**EXERCISE AIM:** What appears from the first line of the data below through the line containing "use dosar_core::postprocess;", both included, should be copied exactly, and nothing else.

= = =

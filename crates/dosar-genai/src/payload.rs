//! Request payload types and assembly for `generateContent`.
//!
//! The assembler turns (prior transcript, current attachments, current
//! user text) into the ordered content blocks the API expects. History
//! blocks carry cleaned text — the store persists raw assistant output
//! and every read path cleans it.

use base64::Engine;
use base64::engine::general_purpose::STANDARD as BASE64;
use serde::{Deserialize, Serialize};

use dosar_core::models::{Attachment, AttachmentData, ChatMessage, ChatRole};
use dosar_core::postprocess;

/// Provider role label for user turns.
pub const USER_ROLE: &str = "user";
/// Provider role label for assistant turns.
pub const MODEL_ROLE: &str = "model";

/// Synthetic instruction appended after the file parts, directing the
/// model at the just-attached documents. Emitted only when the case
/// file is non-empty.
pub const ANALYZE_ATTACHMENTS_NOTE: &str = "\n\n[Analizează documentele de mai sus]";

/// One role-tagged content block.
#[derive(Debug, Clone, Serialize, Deserialize)]
pub struct Content {
    pub role: String,
    pub parts: Vec<Part>,
}

/// One part of a content block: text, inline bytes, or a file reference.
#[derive(Debug, Clone, Serialize, Deserialize)]
#[serde(untagged)]
pub enum Part {
    Text {
        text: String,
    },
    Inline {
        #[serde(rename = "inlineData")]
        inline_data: Blob,
    },
    File {
        #[serde(rename = "fileData")]
        file_data: FileData,
    },
}

/// Base64-encoded inline bytes.
#[derive(Debug, Clone, Serialize, Deserialize)]
#[serde(rename_all = "camelCase")]
pub struct Blob {
    pub mime_type: String,
    pub data: String,
}

/// Reference to provider-held file bytes.
#[derive(Debug, Clone, Serialize, Deserialize)]
#[serde(rename_all = "camelCase")]
pub struct FileData {
    pub mime_type: String,
    pub file_uri: String,
}

/// The complete generation request.
#[derive(Debug, Clone, Serialize)]
#[serde(rename_all = "camelCase")]
pub struct GenerateContentRequest {
    pub contents: Vec<Content>,
    pub system_instruction: SystemInstruction,
    pub tools: Vec<Tool>,
    pub generation_config: GenerationConfig,
}

#[derive(Debug, Clone, Serialize)]
pub struct SystemInstruction {
    pub parts: Vec<Part>,
}

/// Tool list entry. Only search grounding is used.
#[derive(Debug, Clone, Serialize)]
#[serde(rename_all = "camelCase")]
pub struct Tool {
    pub google_search: GoogleSearch,
}

#[derive(Debug, Clone, Default, Serialize)]
pub struct GoogleSearch {}

#[derive(Debug, Clone, Serialize)]
#[serde(rename_all = "camelCase")]
pub struct GenerationConfig {
    pub temperature: f32,
}

/// Low temperature for factual consistency.
pub const DEFAULT_TEMPERATURE: f32 = 0.3;

/// Build the ordered content blocks for one generation turn.
///
/// `history` is the transcript **prior to** the current user turn; the
/// caller durably appends the user turn before issuing the request
/// (append-then-assemble). The current block carries, in order: one
/// part per attachment, the synthetic analysis note when any attachment
/// is present, then the raw user text.
pub fn assemble_contents(
    history: &[ChatMessage],
    attachments: &[Attachment],
    user_input: &str,
) -> Vec<Content> {
    let mut contents = Vec::with_capacity(history.len() + 1);

    for msg in history {
        let role = match msg.role {
            ChatRole::User => USER_ROLE,
            ChatRole::Assistant => MODEL_ROLE,
        };
        contents.push(Content {
            role: role.to_string(),
            parts: vec![Part::Text {
                text: postprocess::clean(&msg.content),
            }],
        });
    }

    let mut parts: Vec<Part> = attachments.iter().map(part_for).collect();
    if !attachments.is_empty() {
        parts.push(Part::Text {
            text: ANALYZE_ATTACHMENTS_NOTE.to_string(),
        });
    }
    parts.push(Part::Text {
        text: user_input.to_string(),
    });

    contents.push(Content {
        role: USER_ROLE.to_string(),
        parts,
    });

    contents
}

/// The single accessor mapping an attachment to its part type: inline
/// bytes become `inlineData`, remote handles become `fileData`.
pub fn part_for(attachment: &Attachment) -> Part {
    match &attachment.data {
        AttachmentData::Inline { bytes } => Part::Inline {
            inline_data: Blob {
                mime_type: attachment.mime_type.clone(),
                data: BASE64.encode(bytes),
            },
        },
        AttachmentData::Remote { uri } => Part::File {
            file_data: FileData {
                mime_type: attachment.mime_type.clone(),
                file_uri: uri.clone(),
            },
        },
    }
}

/// Wrap assembled blocks into the complete request: fixed system
/// instruction, search grounding enabled, low sampling temperature.
pub fn build_request(contents: Vec<Content>, system_prompt: &str) -> GenerateContentRequest {
    GenerateContentRequest {
        contents,
        system_instruction: SystemInstruction {
            parts: vec![Part::Text {
                text: system_prompt.to_string(),
            }],
        },
        tools: vec![Tool {
            google_search: GoogleSearch::default(),
        }],
        generation_config: GenerationConfig {
            temperature: DEFAULT_TEMPERATURE,
        },
    }
}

= = =

**RESPONSE:**
filename crates/dosar-genai/src/payload.rs
//! Request payload types and assembly for `generateContent`.
//!
//! The assembler turns (prior transcript, current attachments, current
//! user text) into the ordered content blocks the API expects. History
//! blocks carry cleaned text — the store persists raw assistant output
//! and every read path cleans it.

use base64::Engine;
use base64::engine::general_purpose::STANDARD as BASE64;
use serde::{Deserialize, Serialize};

use dosar_core::models::{Attachment, AttachmentData, ChatMessage, ChatRole};
use dosar_core::postprocess;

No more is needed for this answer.